Facilities: It goes without saying, but make sure that toilets are sanitary and accessible.

Communication-friendly: Check for cell reception in the potential space and whether Wi-Fi is available. 

Allergen-free: Ensure that pet dander and other common allergens won’t bother susceptible girls during meetings.

Accessibility: Your space should accommodate girls with disabilities as well as parents with disabilities who may come to meetings. 

Need a few talking points to get started? Try:

“I’m a Girl Scout volunteer with a group of [number of girls] girls. We’re doing lots of great things for girls and for the community, like [something your group is doing] and [something else your troop is doing]. We’re all about leadership—the kind that girls use in their daily lives and the kind that makes our community better. We’d love to hold our meetings here because [reason why you’d like to meet there].”

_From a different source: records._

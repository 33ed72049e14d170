//! Deterministic tracking identifiers.
//!
//! An identifier is the first 32 hex characters of
//! `HMAC-SHA256(secret, "kind|item_id|recipient_id[|url]")`. The same inputs
//! always produce the same identifier, so re-instrumenting a body never
//! creates duplicate rows.

use std::fmt;

use hmac::{Hmac, Mac};
use missive_common::{QueueItemId, RecipientId};
use missive_store::TrackingKind;
use sha2::Sha256;

use crate::SystemError;

type HmacSha256 = Hmac<Sha256>;

/// Hex characters kept from the full digest
pub const IDENTIFIER_LEN: usize = 32;

#[derive(Clone)]
pub struct TrackingSigner {
    mac: HmacSha256,
}

impl fmt::Debug for TrackingSigner {
    fn fmt(&self, f: &mut fmt::Formatter<'_>) -> fmt::Result {
        f.write_str("TrackingSigner([REDACTED])")
    }
}

impl TrackingSigner {
    /// # Errors
    ///
    /// Returns a configuration error when the secret is empty.
    pub fn new(secret: &[u8]) -> Result<Self, SystemError> {
        if secret.is_empty() {
            return Err(SystemError::Configuration(
                "tracking secret must not be empty".to_string(),
            ));
        }

        let mac = HmacSha256::new_from_slice(secret)
            .map_err(|e| SystemError::Configuration(format!("tracking secret: {e}")))?;

        Ok(Self { mac })
    }

    #[must_use]
    pub fn sign(
        &self,
        kind: TrackingKind,
        item_id: &QueueItemId,
        recipient_id: RecipientId,
        url: Option<&str>,
    ) -> String {
        let mut message = format!("{kind}|{item_id}|{recipient_id}");
        if let Some(url) = url {
            message.push('|');
            message.push_str(url);
        }

        let mut mac = self.mac.clone();
        mac.update(message.as_bytes());
        let mut encoded = hex::encode(mac.finalize().into_bytes());
        encoded.truncate(IDENTIFIER_LEN);
        encoded
    }
}

/// Shape check for identifiers arriving over HTTP before any store lookup.
#[must_use]
pub fn is_well_formed(id: &str) -> bool {
    id.len() == IDENTIFIER_LEN && id.bytes().all(|b| b.is_ascii_hexdigit())
}

#[cfg(test)]
mod tests {
    use super::*;

    #[test]
    fn test_deterministic() {
        let signer = TrackingSigner::new(b"secret").unwrap();
        let item = QueueItemId::generate();

        let a = signer.sign(TrackingKind::Open, &item, RecipientId(4), None);
        let b = signer.sign(TrackingKind::Open, &item, RecipientId(4), None);

        assert_eq!(a, b);
        assert_eq!(a.len(), IDENTIFIER_LEN);
        assert!(is_well_formed(&a));
    }

    #[test]
    fn test_inputs_change_identifier() {
        let signer = TrackingSigner::new(b"secret").unwrap();
        let item = QueueItemId::generate();

        let open = signer.sign(TrackingKind::Open, &item, RecipientId(4), None);
        let click = signer.sign(
            TrackingKind::Click,
            &item,
            RecipientId(4),
            Some("https://letters.example/a"),
        );
        let other_url = signer.sign(
            TrackingKind::Click,
            &item,
            RecipientId(4),
            Some("https://letters.example/b"),
        );
        let other_recipient = signer.sign(TrackingKind::Open, &item, RecipientId(5), None);

        assert_ne!(open, click);
        assert_ne!(click, other_url);
        assert_ne!(open, other_recipient);
    }

    #[test]
    fn test_secret_matters() {
        let item = QueueItemId::generate();
        let a = TrackingSigner::new(b"one")
            .unwrap()
            .sign(TrackingKind::Open, &item, RecipientId(1), None);
        let b = TrackingSigner::new(b"two")
            .unwrap()
            .sign(TrackingKind::Open, &item, RecipientId(1), None);
        assert_ne!(a, b);
    }

    #[test]
    fn test_empty_secret_rejected() {
        assert!(TrackingSigner::new(b"").is_err());
    }

    #[test]
    fn test_well_formed() {
        assert!(!is_well_formed("short"));
        assert!(!is_well_formed(&"z".repeat(IDENTIFIER_LEN)));
        assert!(is_well_formed(&"a1".repeat(IDENTIFIER_LEN / 2)));
    }
}
//! Shared vocabulary for the missive delivery platform.
//!
//! Identifiers, template kinds, queue and recipient statuses, the injectable
//! clock, logging macros and structured audit events all live here so every
//! other crate speaks the same types.

pub mod audit;
pub mod clock;
pub mod error;
pub mod ids;
pub mod logging;
pub mod status;
pub mod template;

pub use clock::{Clock, ManualClock, SystemClock};
pub use error::ParseError;
pub use ids::{CampaignId, ContentId, QueueItemId, RecipientId};
pub use status::{Cadence, QueueStatus, RecipientStatus};
pub use template::TemplateKind;
pub use tracing;

/// Process-wide lifecycle signal broadcast to long-running components.
#[derive(Debug, Clone, Copy, PartialEq, Eq)]
pub enum Signal {
    Shutdown,
    Finalised,
}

Stuck and need additional support? Contact your council or your service unit support team for help with a troop meeting place. 

Insurance Certificates of Insurance (COI)
A Certificate of Insurance is a form that identifies how much insurance coverage the holder possesses.

GSEM is obligated to ensure, to the extent reasonably possible, that any external entities, such as vendors, program providers/collaborators, organizations, companies, sites or facilities used are safe. One measure of safety is evidence of adequate insurance coverage. When planning something on behalf of GSEM, such as a troop meeting or district/neighborhood event, you should obtain a COI from any involved external entities. A COI is required from all external entities used on behalf of GSEM, including non-residential troop meeting places.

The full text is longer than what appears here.